Н понял, куда бежит Федя, и в следующее мгновение — в развитие этой мысли — вспомнил, что видел в чулане два кислородных баллона. Когда это было и там ли они сейчас, и было ли в них хоть что-нибудь, — он уже не думал. С прытью, неожиданной для его грузного тела, он очутился перед дверью, толкнул ее — заперто. Тогда одним ударом ноги он вышиб замок и сразу увидел: баллоны на месте. Н облапил первый баллон, легко приподнял, встряхнул — пусто. Но во втором что-то было. Н чуть повернул вентиль — и услышал шипение газа. Хоть этого спасем, подумал Н, отнес баллон анестезиологу и сел на Федину скамью. Вот и все…

Несколько мгновений он был в отключке; потом очнулся. Хоть этого-то спасли?

Он поднял глаза на анестезиолога. Тот ждал этого взгляда и с улыбкой кивнул. Слава Богу…

Как сквозь стекло Н слышал за спиной спокойный голос второго хирурга, который вел свою партию, взбадривая очередным анекдотом все еще не оправившихся от шока операционных сестер. Громко постукивали, отсчитывая каждую секунду, часы над входной дверью. Линолеум бы надо поменять, совсем стерся, отчего-то подумал Н, — и вдруг понял, что эта мысль — из прошлой жизни, что он уже никогда этого не сделает.

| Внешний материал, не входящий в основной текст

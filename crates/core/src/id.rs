//! Strongly-typed identifiers used across the domain.
//!
//! All identifiers are positive integers: they are allocation keys and
//! foreign references in the persisted tables, so `0` and negatives are
//! rejected at construction.

use core::str::FromStr;
use serde::{Deserialize, Serialize};

use crate::error::DomainError;

/// Identifier of a registry (resident) record. This is the allocation key.
#[derive(Debug, Copy, Clone, PartialEq, Eq, PartialOrd, Ord, Hash, Serialize, Deserialize)]
#[serde(try_from = "i64", into = "i64")]
pub struct RecordId(i64);

/// Identifier of a stocked item.
#[derive(Debug, Copy, Clone, PartialEq, Eq, PartialOrd, Ord, Hash, Serialize, Deserialize)]
#[serde(try_from = "i64", into = "i64")]
pub struct ItemId(i64);

/// Identifier of an appended movement record.
#[derive(Debug, Copy, Clone, PartialEq, Eq, PartialOrd, Ord, Hash, Serialize, Deserialize)]
#[serde(try_from = "i64", into = "i64")]
pub struct MovementId(i64);

/// Identifier of the staff member performing an action.
#[derive(Debug, Copy, Clone, PartialEq, Eq, PartialOrd, Ord, Hash, Serialize, Deserialize)]
#[serde(try_from = "i64", into = "i64")]
pub struct ActorId(i64);

/// Identifier of the resident receiving issued or consumed goods.
#[derive(Debug, Copy, Clone, PartialEq, Eq, PartialOrd, Ord, Hash, Serialize, Deserialize)]
#[serde(try_from = "i64", into = "i64")]
pub struct SubjectId(i64);

macro_rules! impl_int_newtype {
    ($t:ty, $name:literal) => {
        impl $t {
            /// Validate and wrap a raw identifier.
            pub fn new(value: i64) -> Result<Self, DomainError> {
                if value <= 0 {
                    return Err(DomainError::constraint(format!(
                        "{} must be positive (got {})",
                        $name, value
                    )));
                }
                Ok(Self(value))
            }

            /// Wrap a value read back from storage, where the key constraint
            /// already guarantees positivity.
            pub const fn from_raw(value: i64) -> Self {
                Self(value)
            }

            pub const fn get(self) -> i64 {
                self.0
            }
        }

        impl core::fmt::Display for $t {
            fn fmt(&self, f: &mut core::fmt::Formatter<'_>) -> core::fmt::Result {
                core::fmt::Display::fmt(&self.0, f)
            }
        }

        impl TryFrom<i64> for $t {
            type Error = DomainError;

            fn try_from(value: i64) -> Result<Self, Self::Error> {
                Self::new(value)
            }
        }

        impl From<$t> for i64 {
            fn from(value: $t) -> Self {
                value.0
            }
        }

        impl FromStr for $t {
            type Err = DomainError;

            fn from_str(s: &str) -> Result<Self, Self::Err> {
                let raw = s
                    .trim()
                    .parse::<i64>()
                    .map_err(|e| DomainError::constraint(format!("{}: {}", $name, e)))?;
                Self::new(raw)
            }
        }
    };
}

impl_int_newtype!(RecordId, "RecordId");
impl_int_newtype!(ItemId, "ItemId");
impl_int_newtype!(MovementId, "MovementId");
impl_int_newtype!(ActorId, "ActorId");
impl_int_newtype!(SubjectId, "SubjectId");

impl RecordId {
    /// The first identifier handed out by the allocator.
    pub const FIRST: RecordId = RecordId(1);

    /// The identifier directly above this one.
    pub const fn next(self) -> RecordId {
        RecordId(self.0 + 1)
    }
}

/// Movements for a resident name them by their registry identifier.
impl From<RecordId> for SubjectId {
    fn from(value: RecordId) -> Self {
        SubjectId(value.0)
    }
}

#[cfg(test)]
mod tests {
    use super::*;

    #[test]
    fn non_positive_ids_are_rejected() {
        assert!(RecordId::new(0).is_err());
        assert!(ItemId::new(-3).is_err());
        assert_eq!(ActorId::new(7).unwrap().get(), 7);
    }

    #[test]
    fn parses_from_str() {
        let id: SubjectId = " 42 ".parse().unwrap();
        assert_eq!(id.get(), 42);

        match "abc".parse::<MovementId>() {
            Err(DomainError::ConstraintViolation(msg)) => assert!(msg.contains("MovementId")),
            other => panic!("expected constraint violation, got {other:?}"),
        }
    }

    #[test]
    fn serde_is_transparent_and_validating() {
        let json = serde_json::to_string(&RecordId::new(5).unwrap()).unwrap();
        assert_eq!(json, "5");

        let back: RecordId = serde_json::from_str("5").unwrap();
        assert_eq!(back, RecordId::from_raw(5));

        assert!(serde_json::from_str::<ItemId>("0").is_err());
    }

    #[test]
    fn next_steps_by_one() {
        assert_eq!(RecordId::FIRST.next().get(), 2);
    }
}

Подошел анестезиолог, нагнулся к нему и сказал негромко: «Система снова включилась…»

Н кивнул и прикрыл глаза. Федя молодец. Я не зря его уважал.

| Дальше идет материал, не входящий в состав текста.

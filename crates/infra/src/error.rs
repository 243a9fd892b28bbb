//! Typed outcomes returned to the collaborator.

use thiserror::Error;

use carestock_core::{DomainError, ItemId};

use crate::store::StorageError;

/// Failure of a core operation.
///
/// Every variant is returned only after the operation's transaction has been
/// rolled back, so no store is left half-written.
#[derive(Debug, Error, Clone, PartialEq, Eq)]
pub enum OperationError {
    /// Bad input; the caller can correct it and retry.
    #[error("constraint violation: {0}")]
    ConstraintViolation(String),

    /// Movement kind outside RESTOCK / ISSUE / SERVICE.
    #[error("invalid movement kind: {0}")]
    InvalidMovementKind(String),

    /// The decrement would take stock below zero.
    #[error("insufficient stock for item {item_id}: requested {requested}, available {available}")]
    InsufficientStock {
        item_id: ItemId,
        requested: i64,
        available: i64,
    },

    #[error("not found: {0}")]
    NotFound(String),

    /// Concurrent allocations kept claiming the same identifier.
    #[error("identifier allocation lost the race {attempts} time(s)")]
    AllocationRace { attempts: u32 },

    /// The storage engine failed; never retried automatically.
    #[error("storage unavailable: {0}")]
    StorageUnavailable(String),
}

impl From<DomainError> for OperationError {
    fn from(value: DomainError) -> Self {
        match value {
            DomainError::ConstraintViolation(msg) => OperationError::ConstraintViolation(msg),
            DomainError::InvalidMovementKind(kind) => OperationError::InvalidMovementKind(kind),
            DomainError::InsufficientStock {
                item_id,
                requested,
                available,
            } => OperationError::InsufficientStock {
                item_id,
                requested,
                available,
            },
            DomainError::NotFound(what) => OperationError::NotFound(what),
        }
    }
}

impl From<StorageError> for OperationError {
    fn from(value: StorageError) -> Self {
        match value {
            StorageError::Unavailable(msg) => OperationError::StorageUnavailable(msg),
            // Outside the allocator a key collision means the engine is in a
            // state we cannot reason about.
            StorageError::DuplicateKey(msg) => {
                OperationError::StorageUnavailable(format!("unexpected duplicate key: {msg}"))
            }
            StorageError::Corrupt(msg) => {
                OperationError::StorageUnavailable(format!("corrupt row: {msg}"))
            }
        }
    }
}

#[cfg(test)]
mod tests {
    use super::*;

    #[test]
    fn domain_errors_keep_their_category() {
        let err: OperationError = DomainError::invalid_kind("TRANSFER").into();
        assert_eq!(err, OperationError::InvalidMovementKind("TRANSFER".to_string()));

        let err: OperationError = DomainError::constraint("quantity").into();
        assert!(matches!(err, OperationError::ConstraintViolation(_)));
    }

    #[test]
    fn every_storage_error_is_unavailable() {
        for err in [
            StorageError::Unavailable("down".into()),
            StorageError::DuplicateKey("k".into()),
            StorageError::Corrupt("row".into()),
        ] {
            assert!(matches!(OperationError::from(err), OperationError::StorageUnavailable(_)));
        }
    }
}
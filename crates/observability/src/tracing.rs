//! Tracing/logging initialization.
//!
//! JSON lines on stderr, filtered by `RUST_LOG`. Stdout stays free for
//! command output such as audit reports.

use tracing_subscriber::EnvFilter;

/// Filter used when `RUST_LOG` is unset or unparsable.
pub const DEFAULT_DIRECTIVE: &str = "info";

/// Build the filter from `RUST_LOG`, falling back to `default_directive`.
pub fn env_filter(default_directive: &str) -> EnvFilter {
    EnvFilter::try_from_default_env().unwrap_or_else(|_| EnvFilter::new(default_directive))
}

/// Initialize tracing/logging for the process.
///
/// Safe to call multiple times (subsequent calls are no-ops).
pub fn init(default_directive: &str) {
    let _ = tracing_subscriber::fmt()
        .with_env_filter(env_filter(default_directive))
        .json()
        .with_timer(tracing_subscriber::fmt::time::SystemTime)
        .with_target(false)
        .with_writer(std::io::stderr)
        .try_init();
}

Опять прошедшее время… Н еще не ушел из этого времени, он еще только уходил из него, бестелесно, невесомо плыл по сумрачному коридору в сгущающуюся тьму, но уже всё, всё, всё осталось там, позади. Он не понимал, как это случилось, как это может быть, но оно было, оно происходило с ним. Он видел, как медленно, но неумолимо переворачивается заполненная страница, как открывается ее оборотная сторона, зияющая пустотой.

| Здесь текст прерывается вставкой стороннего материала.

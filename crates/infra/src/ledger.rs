//! Ledger coordinator: the only writer of stock quantities.
//!
//! Every stock-affecting action updates the projection and appends to the
//! movement log inside one storage transaction, so the stored quantity of an
//! item always equals the net sum of its movements.

use chrono::{NaiveDate, Utc};
use tracing::{debug, info, warn};

use carestock_core::{ItemId, SubjectId};
use carestock_inventory::{
    ItemDetails, MovementFilter, MovementForm, MovementKind, MovementRecord, MovementRequest,
    OpeningStock, StockItem, sort_most_recent_first,
};

use crate::error::OperationError;
use crate::store::{Storage, StorageTx};

#[derive(Debug)]
pub struct LedgerCoordinator<S> {
    storage: S,
}

impl<S> LedgerCoordinator<S>
where
    S: Storage,
{
    pub fn new(storage: S) -> Self {
        Self { storage }
    }

    pub fn storage(&self) -> &S {
        &self.storage
    }

    /// Create an item at quantity zero, optionally followed by an opening RESTOCK.
    pub fn register_item(
        &self,
        details: ItemDetails,
        opening: Option<OpeningStock>,
    ) -> Result<StockItem, OperationError> {
        details.validate()?;
        let opening = opening.filter(|o| o.quantity != 0);
        if let Some(o) = opening {
            if o.quantity < 0 {
                return Err(OperationError::ConstraintViolation(format!(
                    "opening stock must not be negative (got {})",
                    o.quantity
                )));
            }
        }

        let item = self.storage.transaction(|tx| {
            let item = tx.insert_item(&details)?;
            let Some(o) = opening else {
                return Ok::<_, OperationError>(item);
            };

            let request = MovementRequest::restock(item.id, o.quantity, o.actor_id)
                .with_remark("opening stock");
            apply(tx, request)?;
            tx.item(item.id)?
                .ok_or_else(|| OperationError::NotFound(format!("stock item {}", item.id)))
        })?;

        info!(item_id = %item.id, quantity = item.quantity, "stock item registered");
        Ok(item)
    }

    /// Change name, category or expiry. The quantity is not reachable from here.
    pub fn update_item_details(
        &self,
        id: ItemId,
        details: ItemDetails,
    ) -> Result<bool, OperationError> {
        details.validate()?;
        let updated = self
            .storage
            .transaction(|tx| tx.update_item_details(id, &details).map_err(OperationError::from))?;
        if updated {
            debug!(item_id = %id, "stock item details updated");
        }
        Ok(updated)
    }

    pub fn item(&self, id: ItemId) -> Result<Option<StockItem>, OperationError> {
        self.storage.transaction(|tx| tx.item(id).map_err(OperationError::from))
    }

    pub fn items(&self) -> Result<Vec<StockItem>, OperationError> {
        self.storage.transaction(|tx| tx.items().map_err(OperationError::from))
    }

    /// Items whose expiration date is on or before `date`, soonest first.
    pub fn expiring_on_or_before(
        &self,
        date: NaiveDate,
    ) -> Result<Vec<StockItem>, OperationError> {
        let mut items: Vec<StockItem> = self
            .items()?
            .into_iter()
            .filter(|item| item.expires_on_or_before(date))
            .collect();
        items.sort_by(|a, b| a.expires_on.cmp(&b.expires_on).then(a.id.cmp(&b.id)));
        Ok(items)
    }

    /// Decode an untyped form and record it.
    pub fn submit(&self, form: MovementForm) -> Result<MovementRecord, OperationError> {
        let request = MovementRequest::try_from(form)?;
        self.record_movement(request)
    }

    /// Apply one movement to the projection and the log, or to neither.
    pub fn record_movement(
        &self,
        request: MovementRequest,
    ) -> Result<MovementRecord, OperationError> {
        request.validate()?;

        let item_id = request.item_id;
        let kind = request.kind;
        let quantity = request.quantity;

        match self.storage.transaction(|tx| apply(tx, request)) {
            Ok(movement) => {
                info!(
                    movement_id = %movement.id,
                    item_id = %item_id,
                    %kind,
                    quantity,
                    "stock movement recorded"
                );
                Ok(movement)
            }
            Err(err @ OperationError::InsufficientStock { .. }) => {
                warn!(
                    item_id = %item_id,
                    %kind,
                    quantity,
                    error = %err,
                    "stock movement rejected"
                );
                Err(err)
            }
            Err(err) => Err(err),
        }
    }

    /// Stored on-hand quantity.
    pub fn balance(&self, id: ItemId) -> Result<i64, OperationError> {
        self.item(id)?
            .map(|item| item.quantity)
            .ok_or_else(|| OperationError::NotFound(format!("stock item {id}")))
    }

    /// Movements of one item, most recent first.
    pub fn history(&self, id: ItemId) -> Result<Vec<MovementRecord>, OperationError> {
        self.storage.transaction(|tx| {
            if tx.item(id)?.is_none() {
                return Err(OperationError::NotFound(format!("stock item {id}")));
            }
            sorted(tx, MovementFilter::Item(id))
        })
    }

    pub fn history_by_kind(
        &self,
        kind: MovementKind,
    ) -> Result<Vec<MovementRecord>, OperationError> {
        self.storage.transaction(|tx| sorted(tx, MovementFilter::Kind(kind)))
    }

    pub fn history_by_subject(
        &self,
        subject: SubjectId,
    ) -> Result<Vec<MovementRecord>, OperationError> {
        self.storage.transaction(|tx| sorted(tx, MovementFilter::Subject(subject)))
    }
}

/// Conditional projection update followed by the log append, inside `tx`.
fn apply(
    tx: &mut dyn StorageTx,
    request: MovementRequest,
) -> Result<MovementRecord, OperationError> {
    let quantity = tx
        .change_quantity(request.item_id, request.delta())?
        .into_result(request.item_id, request.quantity)?;
    debug!(item_id = %request.item_id, quantity, "projection updated");

    let movement = request.into_new(Utc::now());
    Ok(tx.append_movement(&movement)?)
}

fn sorted(
    tx: &mut dyn StorageTx,
    filter: MovementFilter,
) -> Result<Vec<MovementRecord>, OperationError> {
    let mut movements = tx.movements(filter)?;
    sort_most_recent_first(&mut movements);
    Ok(movements)
}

Кто-то уселся рядом. По тому, как он не сел, а именно усаживался, Н понял — Федя: ему приходилось при этом слегка отжиматься на руках. Федя был радостно возбужден, чувствовал себя героем, протирал нашатырем разбитые костяшки пальцев. «Простите, шеф, но сегодня я уже не работник…»

Вот и все…

У всех было радостно-возбужденное состояние, все делились пережитыми чувствами, медсестры восхищались сообразительностью Феди и допытывались у него все новых подробностей — как он топором (на площадке между подвалом и первым этажом был щит с противопожарным инвентарем) выломал дверь, запертую изнутри пьяным слесарем, как тащил к распределительному узлу баллон с кислородом. «Оказывается, вы такой сильный, Федор Ильич!» — «Я его нес!» — «Ну это вряд ли, Федор Ильич, небось катили? Чтобы нести такую штуку, нужны двое крепких мужиков.» — «Говорю вам: я его нес!» — «Все равно здорово. Только дядю Петю зачем было бить? Да еще и в кровь…» — «Всердцах. Оттянулся — легче стало. Мы ж из-за него чуть человека не потеряли… Да он ничего и не почувствовал — пьян в дым, сволочь такая…»

Надо встать, сказал себе Н, и продолжал сидеть, потому что не было сил пережить то, что ему предстояло увидеть сперва на третьем, а потом и на втором этаже. Я столько раз пытался угадать, какой будет моя голгофа, — думал он, — но даже в кошмарном сне мне не могло присниться, что она растянется на всю оставшуюся жизнь.